On opening day the two Tasmanian devils that had been given to the zoo escaped their enclosure, and were later found hiding under a culvert. Despite efforts to recapture them the marsupials eluded zoo staff. The animals were recaptured on 17 February after Curator Reid built a box trap baited with lambs heart, and left it near the culvert where the pair had been hiding.
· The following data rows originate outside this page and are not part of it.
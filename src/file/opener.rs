//! Opening stored files with the desktop's default application.

use std::path::Path;
use std::process::{Command, Stdio};

use tracing::{info, warn};

/// Build the platform launcher command for `path`.
fn launcher(path: &Path) -> Command {
    if cfg!(target_os = "windows") {
        let mut cmd = Command::new("cmd");
        // The empty argument is the window title `start` expects first.
        cmd.args(["/C", "start", ""]).arg(path);
        cmd
    } else if cfg!(target_os = "macos") {
        let mut cmd = Command::new("open");
        cmd.arg(path);
        cmd
    } else {
        let mut cmd = Command::new("xdg-open");
        cmd.arg(path);
        cmd
    }
}

/// Open `path` with the operating system's default handler.
///
/// Returns false if the path does not exist, the launcher cannot be spawned,
/// or it exits with a failure status.
pub fn open_with_default_handler(path: &Path) -> bool {
    if !path.exists() {
        warn!(path = %path.display(), "Cannot open missing file");
        return false;
    }

    let status = launcher(path)
        .stdin(Stdio::null())
        .stdout(Stdio::null())
        .stderr(Stdio::null())
        .status();

    match status {
        Ok(status) if status.success() => {
            info!(path = %path.display(), "Opened file");
            true
        }
        Ok(status) => {
            warn!(path = %path.display(), %status, "Default handler failed");
            false
        }
        Err(e) => {
            warn!(path = %path.display(), error = %e, "Cannot launch default handler");
            false
        }
    }
}

#[cfg(test)]
mod tests {
    use super::*;

    #[test]
    fn test_missing_path_returns_false() {
        let dir = tempfile::TempDir::new().unwrap();
        assert!(!open_with_default_handler(&dir.path().join("missing.pdf")));
    }

    #[test]
    fn test_launcher_passes_path() {
        let cmd = launcher(Path::new("/tmp/report.pdf"));
        let args: Vec<_> = cmd.get_args().collect();
        assert_eq!(args.last().unwrap().to_str(), Some("/tmp/report.pdf"));
    }
}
The gate that secures the site since 9 September 2000 (World Threatened Species Day) was designed to communicate the history of the zoo to the passing public and secure the site. It won an award in 2001 for landscape design from the Australian Institute of Landscape Architects.

==Closure and fate==
The zoo closed in 1937 due to severe financial problems. The site was acquired by the Royal Australian Navy and converted into a fuel storage depot for the nearby shore base. The Navy used the site from 1943 until 1991, when it reverted to the Hobart City Council and was used as a storage depot.

A conservation plan was published in 1967 as The Beaumaris zoo site conservation plan. Proposals as late as 2003 for future uses of the site included a sculpture park for Tasmanian artists and a wildlife rehabilitation centre. A plan to build a new zoo had been in mind for a few years.